Mr. Brightside
And so – I made it!
Managed to scramble (stumble) through the plethora of hurdles that stood between me and home – after flight cancellations, hotel cancellations, rebookings after a chase madder than the Mad Hatter’s, and a detour to one of my favourite countries (for travelling) on Planet Earth, I landed in Hong Kong on Sunday evening.
What ensued was, of course, quite the experience. Stage after stage, trial after trial, pass after pass where my very own pass and home quarantine order papers would be checked, rechecked, and then triply checked to ensure that I am not – infectious, positive, or likely to pose a liability to the immaculately planned quarantine process that has come to define the airport’s greetings to all incoming visitors. What had once been a 15-minute-tops process of clearing customs and collecting one’s baggage, has evolved into a sprawling, behemothic exercise of protracted queues, fastidious examination and re-examination, and documentation fetish. Each to their own with their kinks, I suppose.

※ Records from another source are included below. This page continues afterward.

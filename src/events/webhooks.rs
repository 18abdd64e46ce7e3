//! HTTP webhook sink. POSTs the envelope JSON to each configured URL with
//! a hard timeout. Failures are logged and dropped — the core never queues
//! webhook retries; operators layer their own retry proxy if they need one.

use std::sync::{Arc, RwLock};
use std::time::Duration;

use tracing::{debug, warn};

use super::Envelope;

pub const WEBHOOK_TIMEOUT: Duration = Duration::from_secs(10);

#[derive(Clone)]
pub struct WebhookSink {
    client: Option<reqwest::Client>,
    urls: Arc<RwLock<Vec<String>>>,
}

impl WebhookSink {
    pub fn new(urls: Vec<String>) -> Self {
        let client = reqwest::Client::builder()
            .timeout(WEBHOOK_TIMEOUT)
            .build()
            .ok();
        Self {
            client,
            urls: Arc::new(RwLock::new(urls)),
        }
    }

    /// A sink that never sends. Used in tests.
    pub fn disabled() -> Self {
        Self {
            client: None,
            urls: Arc::new(RwLock::new(Vec::new())),
        }
    }

    /// Replace the URL list — called when the `event_webhooks` setting
    /// changes.
    pub fn set_urls(&self, urls: Vec<String>) {
        if let Ok(mut guard) = self.urls.write() {
            *guard = urls;
        }
    }

    /// Fire-and-forget POST to every configured URL.
    pub fn fire(&self, env: &Envelope) {
        let Some(client) = self.client.clone() else {
            return;
        };
        let urls = match self.urls.read() {
            Ok(guard) if !guard.is_empty() => guard.clone(),
            _ => return,
        };
        let env = env.clone();
        tokio::spawn(async move {
            for url in urls {
                let result = client.post(&url).json(&env).send().await;
                match result {
                    Ok(resp) if resp.status().is_success() => {
                        debug!(%url, event = %env.event_type, "webhook delivered");
                    }
                    Ok(resp) => {
                        warn!(%url, status = %resp.status(), event = %env.event_type,
                              "webhook rejected — dropped");
                    }
                    Err(e) => {
                        warn!(%url, err = %e, event = %env.event_type,
                              "webhook failed — dropped");
                    }
                }
            }
        });
    }
}

#[cfg(test)]
mod tests {
    use super::*;
    use crate::events;
    use serde_json::json;

    #[tokio::test]
    async fn disabled_sink_is_inert() {
        let sink = WebhookSink::disabled();
        let env = Envelope::new(events::TASK_QUEUED, Some(1), "q", json!({}));
        sink.fire(&env);
    }

    #[tokio::test]
    async fn unreachable_url_never_blocks_the_caller() {
        // Port 9 (discard) refuses connections; the POST fails on a
        // detached task while fire() returns immediately.
        let sink = WebhookSink::new(vec!["http://127.0.0.1:9/hook".to_string()]);
        let env = Envelope::new(events::TASK_QUEUED, Some(1), "q", json!({}));
        let start = std::time::Instant::now();
        for _ in 0..20 {
            sink.fire(&env);
        }
        assert!(start.elapsed() < Duration::from_millis(200));
    }

    #[tokio::test]
    async fn urls_can_be_swapped_at_runtime() {
        let sink = WebhookSink::new(vec![]);
        sink.set_urls(vec!["http://127.0.0.1:9/a".into()]);
        assert_eq!(sink.urls.read().unwrap().len(), 1);
    }
}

The staff and officers were absolutely lovely. I do not fault them – and indeed I must thank them for performing the thankless chores of staying up for the night shift, working till the early hours of the day, in handling the influx of passengers. Ironically, as Hong Kong ‘opens up’ gradually to external visitors, the queues have only emerged to be longer – a cleaner at the hotel reliably informed me that the waiting times for travellers, “back when quarantine was, you know, 14 days or 21 days”, were ‘only’ 45 minutes. Yesterday took me over 120 minutes.
Hong Kong had been an open, welcoming, and cosmopolitan city – one where financiers could rub shoulders (if they wished to) with backpackers and tourists, and where international expatriates and local colleagues could mingle after work at non-socially distanced pubs and venues. Rugby Sevens was a fixture, and so was Clockenflap (could you imagine a socially distanced Clockenflap? Certainly not when The Vaccines are in attendance – after all, we’d all be vaccinated then. Sadly, this is clearly no longer the case. We have been stuck in a purgatory of COVID-19 and pandemic controls for far too long: the cultural and performance arts industry is all but decimated, and so is the tourism sector. Many have opted for reskilling and reemployment elsewhere. Perhaps the only silver lining through this all is that we’ve initiated structural reforms to our manpower and labour unwittingly through the COVID-19 aftershocks.

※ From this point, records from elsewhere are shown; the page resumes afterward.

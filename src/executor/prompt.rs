//! Prompt assembly — fills a task type's instruction template with the
//! task, project instructions, memories, attachments, and recent history.

use std::sync::Arc;

use crate::error::Result;
use crate::store::{Store, Task};

const HISTORY_LINES: i64 = 20;

#[derive(Debug, Default)]
pub struct PromptContext {
    pub project: String,
    pub title: String,
    pub body: String,
    pub project_instructions: String,
    pub memories: String,
    pub attachments: String,
    pub history: String,
}

/// Pure substitution of the `{{placeholder}}` variables.
pub fn render(template: &str, ctx: &PromptContext) -> String {
    template
        .replace("{{project}}", &ctx.project)
        .replace("{{title}}", &ctx.title)
        .replace("{{body}}", &ctx.body)
        .replace("{{project_instructions}}", &ctx.project_instructions)
        .replace("{{memories}}", &ctx.memories)
        .replace("{{attachments}}", &ctx.attachments)
        .replace("{{history}}", &ctx.history)
}

/// Assemble the spawn prompt for a task from the store.
pub async fn build(store: &Arc<Store>, task: &Task) -> Result<String> {
    let task_type = store.get_task_type(&task.task_type).await?;
    let project = store.get_project(&task.project).await?;

    let memories = store.memories_for(&task.project).await?;
    let mut memories_text = String::new();
    let mut current_category = "";
    for m in &memories {
        if m.category != current_category {
            if !memories_text.is_empty() {
                memories_text.push('\n');
            }
            memories_text.push_str(&format!("## {}\n", m.category));
            current_category = &m.category;
        }
        memories_text.push_str(&format!("- {}\n", m.content));
    }
    if memories_text.is_empty() {
        memories_text.push_str("(none)");
    }

    let attachments = store.attachments_for(task.id).await?;
    let attachments_text = if attachments.is_empty() {
        "(none)".to_string()
    } else {
        attachments
            .iter()
            .map(|(name, content)| format!("### {name}\n\n{content}"))
            .collect::<Vec<_>>()
            .join("\n\n")
    };

    let history = store.recent_logs(task.id, HISTORY_LINES).await?;
    let history_text = if history.is_empty() {
        "(first run)".to_string()
    } else {
        history
            .iter()
            .map(|l| format!("[{}] {}", l.line_type, l.content))
            .collect::<Vec<_>>()
            .join("\n")
    };

    let ctx = PromptContext {
        project: task.project.clone(),
        title: task.title.clone(),
        body: task.body.clone(),
        project_instructions: project.instructions,
        memories: memories_text,
        attachments: attachments_text,
        history: history_text,
    };
    Ok(render(&task_type.instructions_template, &ctx))
}
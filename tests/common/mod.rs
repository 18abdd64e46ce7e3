//! Shared harness for integration tests: a full daemon wired to the mock
//! adapter in a scratch data directory.

use std::time::Duration;

use tempfile::TempDir;
use tokio::sync::watch;

use taskd::config::DaemonConfig;
use taskd::store::{Status, Task};
use taskd::AppContext;

pub struct TestDaemon {
    pub ctx: AppContext,
    pub shutdown: watch::Sender<bool>,
    executor: Option<tokio::task::JoinHandle<()>>,
    _dir: TempDir,
}

impl TestDaemon {
    /// Build a daemon with the given data dir contents intact and start
    /// its executor loop.
    pub async fn start() -> Self {
        let dir = TempDir::new().expect("tempdir");
        Self::start_in(dir).await
    }

    pub async fn start_in(dir: TempDir) -> Self {
        let config = DaemonConfig::new(
            Some(dir.path().join("data")),
            None,
            Some("mock".to_string()),
            Some(4),
            None,
            Some("warn".to_string()),
        );
        let (shutdown, shutdown_rx) = watch::channel(false);
        let ctx = taskd::build_context(config, shutdown_rx)
            .await
            .expect("build context");
        let executor = tokio::spawn(ctx.executor.clone().run());
        Self {
            ctx,
            shutdown,
            executor: Some(executor),
            _dir: dir,
        }
    }

    pub async fn stop(mut self) {
        let _ = self.shutdown.send(true);
        if let Some(handle) = self.executor.take() {
            let _ = tokio::time::timeout(Duration::from_secs(15), handle).await;
        }
    }
}

/// Poll until the task reaches `status` or the timeout expires.
pub async fn wait_for_status(ctx: &AppContext, id: i64, status: Status) -> Task {
    let deadline = tokio::time::Instant::now() + Duration::from_secs(10);
    loop {
        let task = ctx.store.get_task(id).await.expect("get task");
        if task.status() == status {
            return task;
        }
        assert!(
            tokio::time::Instant::now() < deadline,
            "task {id} stuck in {} waiting for {status}",
            task.status
        );
        tokio::time::sleep(Duration::from_millis(25)).await;
    }
}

Confirming that I was a Hong Kong resident with a hotel address turned out to be more difficult than expected – multiple papers, paired with a yellow pass-tag, coupled with smartphone screenshots of bookings, were needed. By the time I ploughed through the seventh hurdle (I believe, ‘twas to show to an officer my hotel address, and my boarding pass) and on my way to getting through immigration (finally!), it was clear: all this is well and truly through the looking-glass.

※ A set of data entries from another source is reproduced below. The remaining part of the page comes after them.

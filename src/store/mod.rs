//! Embedded relational store — the single source of truth for tasks, logs,
//! projects, memories, settings, and the event audit table.
//!
//! One `SqlitePool` in WAL mode; every multi-row mutation runs inside a
//! single transaction. Status changes go through [`Store::update_status`]
//! only, which validates against the state machine in [`status`] and writes
//! the matching audit event in the same transaction.

pub mod event;
pub mod log;
pub mod port;
pub mod project;
pub mod status;
pub mod task;

use anyhow::Context;
use chrono::{SecondsFormat, Utc};
use sqlx::sqlite::{SqliteConnectOptions, SqliteJournalMode, SqliteSynchronous};
use sqlx::SqlitePool;
use std::path::Path;
use std::str::FromStr;

use crate::error::Result;

pub use log::{LineType, LogLine};
pub use project::{Memory, MemoryCategory, Project, TaskType};
pub use status::Status;
pub use task::{NewTask, StatusChange, Task, TaskFilter, TaskPatch};

/// RFC3339 timestamp for row columns.
pub(crate) fn now_rfc3339() -> String {
    Utc::now().to_rfc3339_opts(SecondsFormat::Micros, true)
}

#[derive(Clone)]
pub struct Store {
    pool: SqlitePool,
}

impl Store {
    /// Open (or create) `{data_dir}/tasks.db` and run migrations.
    pub async fn open(data_dir: &Path) -> Result<Self> {
        tokio::fs::create_dir_all(data_dir)
            .await
            .context("failed to create data directory")?;
        Self::open_at(&data_dir.join("tasks.db")).await
    }

    /// Open a store at an explicit database path. Used by tests.
    pub async fn open_at(db_path: &Path) -> Result<Self> {
        let opts = SqliteConnectOptions::from_str(&format!(
            "sqlite://{}?mode=rwc",
            db_path.display()
        ))
        .context("invalid sqlite path")?
        .journal_mode(SqliteJournalMode::Wal)
        .synchronous(SqliteSynchronous::Normal)
        .foreign_keys(true)
        .busy_timeout(std::time::Duration::from_secs(5))
        .create_if_missing(true);

        let pool = SqlitePool::connect_with(opts)
            .await
            .context("failed to open sqlite store")?;
        Self::migrate(&pool).await?;
        let store = Self { pool };
        store.seed().await?;
        Ok(store)
    }

    /// Return the underlying pool (cheap — Arc-backed).
    pub fn pool(&self) -> &SqlitePool {
        &self.pool
    }

    pub async fn close(&self) {
        self.pool.close().await;
    }

    async fn migrate(pool: &SqlitePool) -> Result<()> {
        for sql in [include_str!("migrations/001_init.sql")] {
            for stmt in sql.split(';') {
                let stmt = stmt.trim();
                if !stmt.is_empty() {
                    sqlx::query(stmt).execute(pool).await?;
                }
            }
        }
        Ok(())
    }

    // ─── Settings ────────────────────────────────────────────────────────────

    pub async fn get_setting(&self, key: &str) -> Result<Option<String>> {
        let row: Option<(String,)> = sqlx::query_as("SELECT value FROM settings WHERE key = ?")
            .bind(key)
            .fetch_optional(&self.pool)
            .await?;
        Ok(row.map(|(v,)| v))
    }

    pub async fn set_setting(&self, key: &str, value: &str) -> Result<()> {
        sqlx::query(
            "INSERT INTO settings (key, value) VALUES (?, ?)
             ON CONFLICT(key) DO UPDATE SET value = excluded.value",
        )
        .bind(key)
        .bind(value)
        .execute(&self.pool)
        .await?;
        Ok(())
    }

    /// Webhook URLs from the `event_webhooks` setting (JSON list).
    pub async fn event_webhooks(&self) -> Result<Vec<String>> {
        match self.get_setting("event_webhooks").await? {
            Some(raw) => Ok(serde_json::from_str(&raw).unwrap_or_default()),
            None => Ok(Vec::new()),
        }
    }
}

#[cfg(test)]
pub(crate) async fn test_store() -> (tempfile::TempDir, Store) {
    let dir = tempfile::tempdir().unwrap();
    let store = Store::open(dir.path()).await.unwrap();
    (dir, store)
}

Knackered. That’s how I felt when I’d finally exited the baggage reclamation space, with the anticipation that I’d be set free and allowed to hop on a bus to the hotel. Turned out I was doubly wrong – after two hours of extortionate walking (I clocked up a healthy few thousand steps in the process) that surely would prove to be too much for any elderly or frail individual – I was instructed that I had to queue in a line for the bus, to take me to an adjacent hotel. Such is life! But I, as with the all-time classic banger, am a Mr. Brightside… So here’s to a few more days of self-imposed isolation… The new Health Minister has pledged that the city would be reconnected with the world in time for the summit of financiers and who’s who in November. Perhaps, just perhaps, we’d open up before then.